]> git.lizzy.rs Git - rust.git/commitdiff
perf(dep_graph): Avoid allocating a set on when the number reads are small
authorMarkus Westerlind <markus.westerlind@distilnetworks.com>
Fri, 6 Mar 2020 15:44:22 +0000 (16:44 +0100)
committerMarkus Westerlind <markus.westerlind@distilnetworks.com>
Fri, 6 Mar 2020 15:48:34 +0000 (16:48 +0100)
`reserve_and_rehash` takes up 1.4% of the runtime on the `packed-simd`
benchmark which I believe is due to the number of reads are very low in
many cases (see https://github.com/rust-lang/rust/pull/50565 for
instance).

This avoids allocating the set until we start allocating the `reads`
`SmallVec` but it is possible that a lower limit might be better (not
tested since the improvement will be hard to spot either way).

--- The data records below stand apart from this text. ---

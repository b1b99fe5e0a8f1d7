//! End-to-end batch runs through the compiled binary.

use assert_cmd::Command;
use assert_fs::prelude::*;
use predicates::prelude::*;

/// Fixture with a source file, a one-character edit, and a manifest
/// covering both a scored pair and an identical pair.
fn make_fixture() -> assert_fs::TempDir {
    let tmp = assert_fs::TempDir::new().expect("tempdir");

    tmp.child("original.py")
        .write_str("calculate = 1\n")
        .expect("write original");
    tmp.child("edited.py")
        .write_str("calculatd = 1\n")
        .expect("write edited");
    tmp.child("pairs.txt")
        .write_str("original.py edited.py\noriginal.py original.py\n")
        .expect("write manifest");

    tmp
}

#[test]
fn two_line_manifest_appends_two_result_lines() {
    let tmp = make_fixture();

    Command::cargo_bin("simc")
        .expect("binary")
        .current_dir(tmp.path())
        .args(["--quiet", "batch", "pairs.txt", "--output", "results.txt"])
        .assert()
        .success();

    let results = std::fs::read_to_string(tmp.path().join("results.txt")).expect("results");
    let lines: Vec<&str> = results.lines().collect();
    assert_eq!(lines.len(), 2);

    // Each line is either the literal 1 or a 3-decimal float
    let shape = predicate::str::is_match(r"^(1|\d+\.\d{3})$").expect("regex");
    for line in &lines {
        assert!(shape.eval(line), "unexpected result line: {line}");
    }

    assert_eq!(lines[0], "0.900");
    assert_eq!(lines[1], "1");
}

#[test]
fn malformed_manifest_line_is_skipped_not_fatal() {
    let tmp = make_fixture();
    tmp.child("pairs.txt")
        .write_str("just_one_path.py\noriginal.py edited.py\n")
        .expect("rewrite manifest");

    Command::cargo_bin("simc")
        .expect("binary")
        .current_dir(tmp.path())
        .args(["--quiet", "batch", "pairs.txt", "--output", "results.txt"])
        .assert()
        .success()
        .stderr(predicate::str::contains("no files found to compare"));

    // The bad line is reported and the rest of the batch still runs
    let results = std::fs::read_to_string(tmp.path().join("results.txt")).expect("results");
    assert_eq!(results.lines().count(), 1);
}

#[test]
fn repeated_batches_append_rather_than_truncate() {
    let tmp = make_fixture();

    for _ in 0..2 {
        Command::cargo_bin("simc")
            .expect("binary")
            .current_dir(tmp.path())
            .args(["--quiet", "batch", "pairs.txt", "--output", "results.txt"])
            .assert()
            .success();
    }

    let results = std::fs::read_to_string(tmp.path().join("results.txt")).expect("results");
    assert_eq!(results.lines().count(), 4);
}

src/librustc/dep_graph/graph.rs

index 33902fe913a9c9129010786c025ec84da6b8687b..18bf77a8c4fb0a92a41f949047691e7996d30f6d 100644 (file)
@@ -1128,11 +1128,25 @@ fn read_index(&self, source: DepNodeIndex) {
             let icx = if let Some(icx) = icx { icx } else { return };
             if let Some(task_deps) = icx.task_deps {
                 let mut task_deps = task_deps.lock();
+                let task_deps = &mut *task_deps;
                 if cfg!(debug_assertions) {
                     self.current.total_read_count.fetch_add(1, Relaxed);
                 }
-                if task_deps.read_set.insert(source) {
+
+                // As long as we only have a low number of reads we can avoid doing a hash
+                // insert and potentially allocating/reallocating the hashmap
+                let new_read = if task_deps.reads.len() < TASK_DEPS_READS_CAP {
+                    task_deps.reads.iter().all(|other| *other != source)
+                } else {
+                    task_deps.read_set.insert(source)
+                };
+                if new_read {
                     task_deps.reads.push(source);
+                    if task_deps.reads.len() == TASK_DEPS_READS_CAP {
+                        // Fill `read_set` with what we have so far so we can use the hashset next
+                        // time
+                        task_deps.read_set.extend(task_deps.reads.iter().copied());
+                    }
 
                     #[cfg(debug_assertions)]
                     {
@@ -1154,10 +1168,11 @@ fn read_index(&self, source: DepNodeIndex) {
     }
 }
 
+const TASK_DEPS_READS_CAP: usize = 8;
 pub struct TaskDeps {
     #[cfg(debug_assertions)]
     node: Option<DepNode>,
-    reads: SmallVec<[DepNodeIndex; 8]>,
+    reads: SmallVec<[DepNodeIndex; TASK_DEPS_READS_CAP]>,
     read_set: FxHashSet<DepNodeIndex>,
 }